How would one tackle such a problem? I have no experience with these types of questions.
$x^2+y^2+ax+16=0$
Determine for which value of $a$ the equation represents a circle.
How would one tackle such a problem? I have no experience with these types of questions.

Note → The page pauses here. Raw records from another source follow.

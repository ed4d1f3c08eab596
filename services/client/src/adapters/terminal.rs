//! services/client/src/adapters/terminal.rs
//!
//! Implements the `RenderSurface` port by printing to standard output.

use chrono::Local;
use listening_room_core::domain::{LogLevel, NotificationKind, PrivateNotification, ReactionType};
use listening_room_core::ports::RenderSurface;
use std::io::Write;

fn wall_ts() -> String {
    Local::now().format("%H:%M:%S").to_string()
}

fn level_tag(level: LogLevel) -> &'static str {
    match level {
        LogLevel::Info => "info",
        LogLevel::Success => " ok ",
        LogLevel::Error => "warn",
    }
}

fn notification_tag(kind: &NotificationKind) -> String {
    match kind {
        NotificationKind::PaymentError => "PAYMENT".to_string(),
        NotificationKind::LimitReached => "LIMIT".to_string(),
        NotificationKind::Info => "INFO".to_string(),
        NotificationKind::Other(raw) => raw.to_uppercase(),
    }
}

/// Renders the timeline, bubbles, reactions and toasts as plain text lines.
#[derive(Clone, Default)]
pub struct TerminalSurface;

impl TerminalSurface {
    pub fn new() -> Self {
        Self
    }

    fn print(&self, line: String) {
        let mut out = std::io::stdout().lock();
        // A closed stdout only loses the line.
        let _ = writeln!(out, "[{}] {}", wall_ts(), line);
    }
}

impl RenderSurface for TerminalSurface {
    fn log(&self, level: LogLevel, message: &str) {
        self.print(format!("[{}] {}", level_tag(level), message));
    }

    fn status_bubble(&self, text: &str) {
        self.print(format!("  ({})", text));
    }

    fn floating_reaction(&self, nickname: &str, reaction: ReactionType) {
        self.print(format!("  {} {}", reaction.emoji(), nickname));
    }

    fn toast(&self, notification: &PrivateNotification) {
        self.print(format!(
            "** {}: {} - {}",
            notification_tag(&notification.kind),
            notification.title,
            notification.message
        ));
    }

    fn roster_changed(&self, members: &[String]) {
        if members.is_empty() {
            self.print("  listening now: nobody".to_string());
        } else {
            self.print(format!("  listening now: {}", members.join(", ")));
        }
    }
}
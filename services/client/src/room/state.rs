//! services/client/src/room/state.rs
//!
//! Defines the application's shared state: configuration plus the adapters
//! behind every port, created once at startup.

use crate::config::Config;
use listening_room_core::ports::{
    ChannelTransport, PlayerSurface, RenderSurface, SongStreamService,
};
use std::sync::Arc;

#[derive(Clone)]
pub struct AppState {
    pub config: Arc<Config>,
    pub songs: Arc<dyn SongStreamService>,
    pub channel: Arc<dyn ChannelTransport>,
    pub render: Arc<dyn RenderSurface>,
    pub player: Arc<dyn PlayerSurface>,
}
//! services/client/src/room/publisher.rs
//!
//! Builds outbound room messages and sends them through the channel session.

use crate::{
    config::ChannelConfig,
    error::ClientError,
    room::{protocol::encode_room_message, session::SessionManager},
};
use listening_room_core::domain::{ReactionType, RoomMessage, SessionIdentity};
use std::sync::Arc;
use tracing::debug;

#[derive(Clone)]
pub struct Publisher {
    session: Arc<SessionManager>,
    config: ChannelConfig,
}

impl Publisher {
    pub fn new(session: Arc<SessionManager>, config: ChannelConfig) -> Self {
        Self { session, config }
    }

    /// Serializes `msg` and sends it. Disconnected sessions only warn.
    pub async fn publish(&self, destination: &str, msg: &RoomMessage) -> Result<(), ClientError> {
        let body = encode_room_message(msg)?;
        debug!(destination, kind = ?msg.kind, "Publishing room message");
        self.session.send(destination, &body).await
    }

    pub async fn play(&self, identity: &SessionIdentity) -> Result<(), ClientError> {
        self.publish(&self.config.play_destination, &RoomMessage::play(identity))
            .await
    }

    pub async fn pause(&self, identity: &SessionIdentity) -> Result<(), ClientError> {
        self.publish(&self.config.pause_destination, &RoomMessage::pause(identity))
            .await
    }

    pub async fn reaction(
        &self,
        identity: &SessionIdentity,
        reaction: ReactionType,
    ) -> Result<(), ClientError> {
        self.publish(
            &self.config.reaction_destination,
            &RoomMessage::reaction(identity, reaction),
        )
        .await
    }
}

To become the equation of a circle, you need to get rid of $ax$, and this is a pretty standard completing the square problem:
$x^2+ax+(\frac{a}{2})^2+y^2+16= (\frac{a}{2})^2$
or
$(x+\frac{a}{2})^2+y^2= \frac{a^2}{4}-16$
This is the equation of a circle if and only if the RHS is positive. Solve now
$\frac{a^2}{4}-16 >0$.
We complete the square to get: $\left(x+\frac{a}{2}\right)^{2}+y^{2}-\frac{a^{2}}{4}+16=0$ Thus $\left(x+\frac{a}{2}\right)^{2}+y^{2}=\frac{a^2}{4}-16$ Which is a circle with centre $(-a/2,0)$ and radius $\frac{a^{2}}{4}-16$. This only makes sense when $\frac{a^{2}}{4}-16>0$, so $a^{2}>64$, giving $a>8$ or $a<-8$.